Hirsi Ali "Magan" Issa (Xirsi Cali "Magan" Ciise; حرسي علي مجن عيسى; 1935–2008), commonly known as Hirsi Magan, was a Somali scholar, intellectual, and political dissident. He was a prominent figure in the Somalian Rebellion, Somali culture, and Somalia's political elite. Magan co-founded the Somali Salvation Democratic Front (SSDF), a political and paramilitary group that opposed the government's authoritarian policies, and he was imprisoned for his dissent.

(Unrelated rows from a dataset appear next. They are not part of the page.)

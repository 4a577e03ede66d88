//! `{{name}}` placeholder resolution

use once_cell::sync::Lazy;
use regex::{Captures, Regex};
use std::collections::HashMap;

use crate::models::{AuthType, Request};

static PLACEHOLDER_RE: Lazy<Regex> =
    Lazy::new(|| Regex::new(r"\{\{\s*([A-Za-z0-9_.\-]+)\s*\}\}").unwrap());

/// Replaces every known placeholder in `text`.
///
/// Unknown names are left exactly as written. Values are inserted verbatim
/// and never re-scanned, so one pass is all that happens.
pub fn substitute(text: &str, vars: &HashMap<String, String>) -> String {
    if !text.contains("{{") {
        return text.to_string();
    }
    PLACEHOLDER_RE
        .replace_all(text, |caps: &Captures| match vars.get(&caps[1]) {
            Some(value) => value.clone(),
            None => caps[0].to_string(),
        })
        .into_owned()
}

/// Copy of `request` with URL, header values, body and auth credentials resolved
pub fn substitute_request(request: &Request, vars: &HashMap<String, String>) -> Request {
    let mut resolved = request.clone();
    resolved.url = substitute(&request.url, vars);
    for header in &mut resolved.headers {
        header.value = substitute(&header.value, vars);
    }
    resolved.body = substitute(&request.body, vars);
    resolved.auth = match &request.auth {
        AuthType::None => AuthType::None,
        AuthType::Bearer(token) => AuthType::Bearer(substitute(token, vars)),
        AuthType::Basic { username, password } => AuthType::Basic {
            username: substitute(username, vars),
            password: substitute(password, vars),
        },
    };
    resolved
}

/// Names of placeholders in `text` that `vars` cannot resolve, in order of appearance
pub fn unresolved_placeholders(text: &str, vars: &HashMap<String, String>) -> Vec<String> {
    PLACEHOLDER_RE
        .captures_iter(text)
        .map(|caps| caps[1].to_string())
        .filter(|name| !vars.contains_key(name))
        .collect()
}

#[cfg(test)]
mod tests {
    use super::*;
    use crate::models::{Header, HttpMethod};

    fn vars(pairs: &[(&str, &str)]) -> HashMap<String, String> {
        pairs
            .iter()
            .map(|(k, v)| (k.to_string(), v.to_string()))
            .collect()
    }

    #[test]
    fn test_known_placeholders_are_replaced() {
        let v = vars(&[("base", "http://api"), ("token", "abc")]);
        assert_eq!(
            substitute("{{base}}/x?auth={{token}}", &v),
            "http://api/x?auth=abc"
        );
        assert_eq!(substitute("{{ base }}/y", &v), "http://api/y");
    }

    #[test]
    fn test_unknown_placeholders_pass_through() {
        let v = vars(&[("base", "http://api")]);
        assert_eq!(
            substitute("{{base}}/{{missing}}/{{}}", &v),
            "http://api/{{missing}}/{{}}"
        );
        assert_eq!(unresolved_placeholders("{{base}}/{{missing}}", &v), ["missing"]);
    }

    #[test]
    fn test_values_are_not_rescanned() {
        let v = vars(&[("a", "{{b}}"), ("b", "nope")]);
        assert_eq!(substitute("{{a}}", &v), "{{b}}");
    }

    #[test]
    fn test_substitute_request_leaves_input_untouched() {
        let mut request = Request::new("r", HttpMethod::POST, "{{base}}/users")
            .with_body(r#"{"id":"{{id}}"}"#);
        request.headers.push(Header::new("X-Trace", "{{trace}}"));
        request.auth = AuthType::Bearer("{{token}}".into());
        let original = request.clone();

        let v = vars(&[("base", "http://h"), ("id", "7"), ("trace", "t1"), ("token", "tok")]);
        let resolved = substitute_request(&request, &v);

        assert_eq!(request, original);
        assert_eq!(resolved.url, "http://h/users");
        assert_eq!(resolved.body, r#"{"id":"7"}"#);
        assert_eq!(resolved.headers[0].value, "t1");
        assert_eq!(resolved.auth, AuthType::Bearer("tok".into()));
        assert_eq!(substitute_request(&request, &v), resolved);
    }
}
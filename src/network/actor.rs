//! Network actor - runs single requests and collection runs in the Tokio runtime

use std::collections::HashMap;
use std::sync::Arc;
use std::time::Duration;
use tokio::sync::mpsc;
use tokio::task::JoinSet;
use tokio_util::sync::CancellationToken;

use crate::messages::{NetworkCommand, NetworkResponse};
use crate::models::{Collection, Environment};
use crate::network::client::{create_client, execute_request, ReqwestSender};
use crate::runner::{prepare_run, RunConfig, RunEvent, Scheduler, ScriptRunner};
use crate::scripting::DirectiveScriptRunner;

/// Network actor that processes HTTP request and run commands
pub struct NetworkActor {
    client: reqwest::Client,
    scripts: Arc<dyn ScriptRunner>,
    response_tx: mpsc::UnboundedSender<NetworkResponse>,
    /// Finished tasks yield the id of the run they drove, if any
    active_tasks: JoinSet<Option<u64>>,
    runs: HashMap<u64, CancellationToken>,
}

impl NetworkActor {
    pub fn new(response_tx: mpsc::UnboundedSender<NetworkResponse>, timeout: Duration) -> Self {
        NetworkActor {
            client: create_client(timeout),
            scripts: Arc::new(DirectiveScriptRunner::new()),
            response_tx,
            active_tasks: JoinSet::new(),
            runs: HashMap::new(),
        }
    }

    /// Swap the script runner used by collection runs
    pub fn with_script_runner(mut self, scripts: Arc<dyn ScriptRunner>) -> Self {
        self.scripts = scripts;
        self
    }

    /// Run the network actor message loop
    pub async fn run(mut self, mut cmd_rx: mpsc::UnboundedReceiver<NetworkCommand>) {
        loop {
            tokio::select! {
                biased;

                cmd = cmd_rx.recv() => {
                    match cmd {
                        Some(NetworkCommand::ExecuteRequest { id, request, environment }) => {
                            let response_tx = self.response_tx.clone();
                            let client = self.client.clone();

                            self.active_tasks.spawn(async move {
                                tracing::info!(id, url = %request.url, method = ?request.method, "Executing request");
                                let result = execute_request(&client, request, environment, id).await;
                                tracing::info!(id, terminal = result.is_terminal(), "Request completed");
                                let _ = response_tx.send(result);
                                None
                            });
                        }

                        Some(NetworkCommand::StartRun { id, collection, folder_path, environment, config }) => {
                            self.start_run(id, collection, folder_path, environment, config);
                        }

                        Some(NetworkCommand::CancelRun(id)) => {
                            if let Some(token) = self.runs.get(&id) {
                                tracing::info!(id, "Cancelling run");
                                token.cancel();
                            }
                        }

                        Some(NetworkCommand::Shutdown) => {
                            for (_, token) in self.runs.drain() {
                                token.cancel();
                            }
                            break;
                        }

                        None => break,
                    }
                }

                Some(finished) = self.active_tasks.join_next() => {
                    match finished {
                        Ok(Some(run_id)) => {
                            self.runs.remove(&run_id);
                        }
                        Ok(None) => {}
                        Err(e) => tracing::error!(error = %e, "Network task failed"),
                    }
                }
            }
        }
    }

    fn start_run(
        &mut self,
        id: u64,
        collection: Collection,
        folder_path: Vec<String>,
        environment: Option<Environment>,
        config: RunConfig,
    ) {
        let (mut session, requests) =
            match prepare_run(&collection, &folder_path, environment.as_ref(), config) {
                Ok(prepared) => prepared,
                Err(e) => {
                    tracing::warn!(id, error = %e, "Run could not start");
                    let _ = self.response_tx.send(NetworkResponse::Run {
                        id,
                        event: RunEvent::Failed(e),
                    });
                    return;
                }
            };

        let token = CancellationToken::new();
        self.runs.insert(id, token.clone());

        let scheduler = Scheduler::new(
            Arc::new(ReqwestSender::new(self.client.clone())),
            self.scripts.clone(),
        )
        .with_cancel_token(token);
        let response_tx = self.response_tx.clone();

        self.active_tasks.spawn(async move {
            let report = scheduler
                .run(&mut session, &requests, |event| {
                    let _ = response_tx.send(NetworkResponse::Run { id, event });
                })
                .await;
            tracing::info!(id, summary = %report.summary(), "Run finished");
            Some(id)
        });
    }
}
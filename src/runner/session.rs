//! Run session - the aggregate owning a run's environment, results and status

use chrono::{DateTime, Utc};
use serde::{Deserialize, Serialize};
use std::collections::HashMap;
use std::fmt;

use crate::models::{Environment, Request};
use crate::runner::config::RunConfig;
use crate::runner::result::RequestResult;

/// Lifecycle of a run: `Pending -> Running -> {Completed, Cancelled, Stopped}`
#[derive(Clone, Copy, Debug, PartialEq, Eq, Serialize, Deserialize)]
#[serde(rename_all = "lowercase")]
pub enum RunStatus {
    Pending,
    Running,
    Completed,
    Cancelled,
    Stopped,
}

impl RunStatus {
    pub fn as_str(&self) -> &str {
        match self {
            RunStatus::Pending => "pending",
            RunStatus::Running => "running",
            RunStatus::Completed => "completed",
            RunStatus::Cancelled => "cancelled",
            RunStatus::Stopped => "stopped",
        }
    }

    pub fn is_terminal(&self) -> bool {
        matches!(
            self,
            RunStatus::Completed | RunStatus::Cancelled | RunStatus::Stopped
        )
    }
}

impl fmt::Display for RunStatus {
    fn fmt(&self, f: &mut fmt::Formatter<'_>) -> fmt::Result {
        f.write_str(self.as_str())
    }
}

/// State of one run.
///
/// Only the step executor, the scheduler and the cancellation path mutate a
/// session. Transitions out of a terminal status are refused, and once a
/// session is terminal its results never change.
#[derive(Clone, Debug)]
pub struct RunSession {
    collection_name: String,
    folder_path: Vec<String>,
    session_env: HashMap<String, String>,
    config: RunConfig,
    results: Vec<RequestResult>,
    current_index: usize,
    total_requests: usize,
    status: RunStatus,
    start_time: Option<DateTime<Utc>>,
    end_time: Option<DateTime<Utc>>,
}

impl RunSession {
    /// New pending session, seeded with the environment's active variables
    pub fn new(
        collection_name: impl Into<String>,
        folder_path: Vec<String>,
        environment: Option<&Environment>,
        config: RunConfig,
    ) -> Self {
        RunSession {
            collection_name: collection_name.into(),
            folder_path,
            session_env: environment
                .map(Environment::active_variables)
                .unwrap_or_default(),
            config,
            results: Vec::new(),
            current_index: 0,
            total_requests: 0,
            status: RunStatus::Pending,
            start_time: None,
            end_time: None,
        }
    }

    pub fn collection_name(&self) -> &str {
        &self.collection_name
    }

    pub fn folder_path(&self) -> &[String] {
        &self.folder_path
    }

    /// Human readable location of the run, e.g. `Sample / Auth`
    pub fn target_label(&self) -> String {
        std::iter::once(self.collection_name.as_str())
            .chain(self.folder_path.iter().map(String::as_str))
            .collect::<Vec<_>>()
            .join(" / ")
    }

    pub fn config(&self) -> &RunConfig {
        &self.config
    }

    pub fn session_env(&self) -> &HashMap<String, String> {
        &self.session_env
    }

    pub fn results(&self) -> &[RequestResult] {
        &self.results
    }

    pub fn current_index(&self) -> usize {
        self.current_index
    }

    pub fn total_requests(&self) -> usize {
        self.total_requests
    }

    pub fn status(&self) -> RunStatus {
        self.status
    }

    pub fn start_time(&self) -> Option<DateTime<Utc>> {
        self.start_time
    }

    pub fn end_time(&self) -> Option<DateTime<Utc>> {
        self.end_time
    }

    pub fn is_terminal(&self) -> bool {
        self.status.is_terminal()
    }

    /// `Pending -> Running`; returns false if the session had already started
    pub fn start(&mut self, total: usize) -> bool {
        if self.status != RunStatus::Pending {
            return false;
        }
        self.status = RunStatus::Running;
        self.total_requests = total;
        self.current_index = 0;
        self.start_time = Some(Utc::now());
        true
    }

    /// Appends a step outcome and advances the cursor.
    ///
    /// Refused once the session is terminal or every request has a result.
    pub fn add_result(&mut self, result: RequestResult) -> bool {
        if self.status != RunStatus::Running || self.results.len() >= self.total_requests {
            return false;
        }
        self.results.push(result);
        self.current_index += 1;
        true
    }

    pub fn complete(&mut self) -> bool {
        self.finish(RunStatus::Completed)
    }

    pub fn stop(&mut self) -> bool {
        self.finish(RunStatus::Stopped)
    }

    pub fn cancel(&mut self) -> bool {
        self.finish(RunStatus::Cancelled)
    }

    /// Records every not-yet-attempted request as skipped, then moves to
    /// `status`. Shared by the stop-on-failure and cancellation paths.
    pub fn halt(&mut self, status: RunStatus, requests: &[Request]) -> bool {
        if self.status != RunStatus::Running || !status.is_terminal() {
            return false;
        }
        let remaining = requests
            .iter()
            .skip(self.current_index)
            .take(self.total_requests.saturating_sub(self.current_index));
        for request in remaining {
            self.add_result(RequestResult::skipped(request.clone()));
        }
        self.finish(status)
    }

    fn finish(&mut self, status: RunStatus) -> bool {
        if self.status != RunStatus::Running {
            return false;
        }
        self.status = status;
        self.end_time = Some(Utc::now());
        true
    }

    /// Sets a session variable, returning the value it replaced
    pub fn set_session_env_variable(
        &mut self,
        name: impl Into<String>,
        value: impl Into<String>,
    ) -> Option<String> {
        self.session_env.insert(name.into(), value.into())
    }

    /// Removes a session variable, returning its last value
    pub fn unset_session_env_variable(&mut self, name: &str) -> Option<String> {
        self.session_env.remove(name)
    }
}

#[cfg(test)]
mod tests {
    use super::*;
    use crate::models::HttpMethod;
    use crate::runner::result::StepStatus;

    fn requests(n: usize) -> Vec<Request> {
        (0..n)
            .map(|i| Request::new(format!("r{}", i), HttpMethod::GET, format!("/r/{}", i)))
            .collect()
    }

    fn running(n: usize) -> RunSession {
        let mut session = RunSession::new("col", vec![], None, RunConfig::default());
        assert!(session.start(n));
        session
    }

    #[test]
    fn test_new_session_seeds_active_variables_only() {
        let mut env = Environment::new("dev");
        env.set("base", "http://localhost");
        env.set("hidden", "x");
        env.disable("hidden");

        let session = RunSession::new("col", vec!["a".into()], Some(&env), RunConfig::default());
        assert_eq!(session.status(), RunStatus::Pending);
        assert_eq!(session.session_env().get("base").map(String::as_str), Some("http://localhost"));
        assert!(!session.session_env().contains_key("hidden"));
        assert_eq!(session.target_label(), "col / a");
    }

    #[test]
    fn test_start_only_once() {
        let mut session = running(2);
        assert_eq!(session.status(), RunStatus::Running);
        assert!(session.start_time().is_some());
        assert!(!session.start(5));
        assert_eq!(session.total_requests(), 2);
    }

    #[test]
    fn test_results_never_exceed_total() {
        let reqs = requests(2);
        let mut session = running(2);
        assert!(session.add_result(RequestResult::running(reqs[0].clone())));
        assert!(session.add_result(RequestResult::running(reqs[1].clone())));
        assert!(!session.add_result(RequestResult::running(reqs[1].clone())));
        assert_eq!(session.results().len(), 2);
        assert_eq!(session.current_index(), 2);
    }

    #[test]
    fn test_terminal_status_is_final_and_freezes_results() {
        let reqs = requests(3);
        let mut session = running(3);
        session.add_result(RequestResult::running(reqs[0].clone()));
        assert!(session.cancel());
        assert!(session.end_time().is_some());

        assert!(!session.complete());
        assert!(!session.stop());
        assert!(!session.add_result(RequestResult::running(reqs[1].clone())));
        assert_eq!(session.status(), RunStatus::Cancelled);
        assert_eq!(session.results().len(), 1);
    }

    #[test]
    fn test_pending_session_cannot_finish() {
        let mut session = RunSession::new("col", vec![], None, RunConfig::default());
        assert!(!session.complete());
        assert!(!session.halt(RunStatus::Cancelled, &requests(1)));
        assert_eq!(session.status(), RunStatus::Pending);
    }

    #[test]
    fn test_halt_skips_remaining_in_order() {
        let reqs = requests(4);
        let mut session = running(4);
        session.add_result(RequestResult::running(reqs[0].clone()));

        assert!(session.halt(RunStatus::Stopped, &reqs));
        assert_eq!(session.status(), RunStatus::Stopped);
        let names: Vec<_> = session.results().iter().map(|r| r.request.name.as_str()).collect();
        assert_eq!(names, ["r0", "r1", "r2", "r3"]);
        assert!(session.results()[1..]
            .iter()
            .all(|r| r.status == StepStatus::Skipped));
    }

    #[test]
    fn test_halt_rejects_non_terminal_target() {
        let mut session = running(1);
        assert!(!session.halt(RunStatus::Running, &requests(1)));
        assert!(session.results().is_empty());
    }

    #[test]
    fn test_env_mutation_returns_previous() {
        let mut session = running(0);
        assert_eq!(session.set_session_env_variable("k", "1"), None);
        assert_eq!(session.set_session_env_variable("k", "2"), Some("1".into()));
        assert_eq!(session.unset_session_env_variable("k"), Some("2".into()));
        assert_eq!(session.unset_session_env_variable("k"), None);
    }
}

Magan was a comrade-in-arms of erstwhile president of Somalia Abdullahi Yusuf Ahmed, and the father of the former Dutch MP and critic of Islam Ayaan Hirsi Ali.

==Personal life==
Magan was born in Somalia in 1935 as one of the nine children of Magan Isse Guleid (1845–1945). He was a devout Muslim and student of Somali culture.

=== Family ===
Magan married three times and had four daughters and one son. He had two daughters with his first wife. His second marriage produced son Mahad, daughter Ayaan, and daughter Haweya, the latter of whom died in 1998. He also had a daughter in his third marriage. He later remarried his first wife, who he had divorced shortly after he married his second wife.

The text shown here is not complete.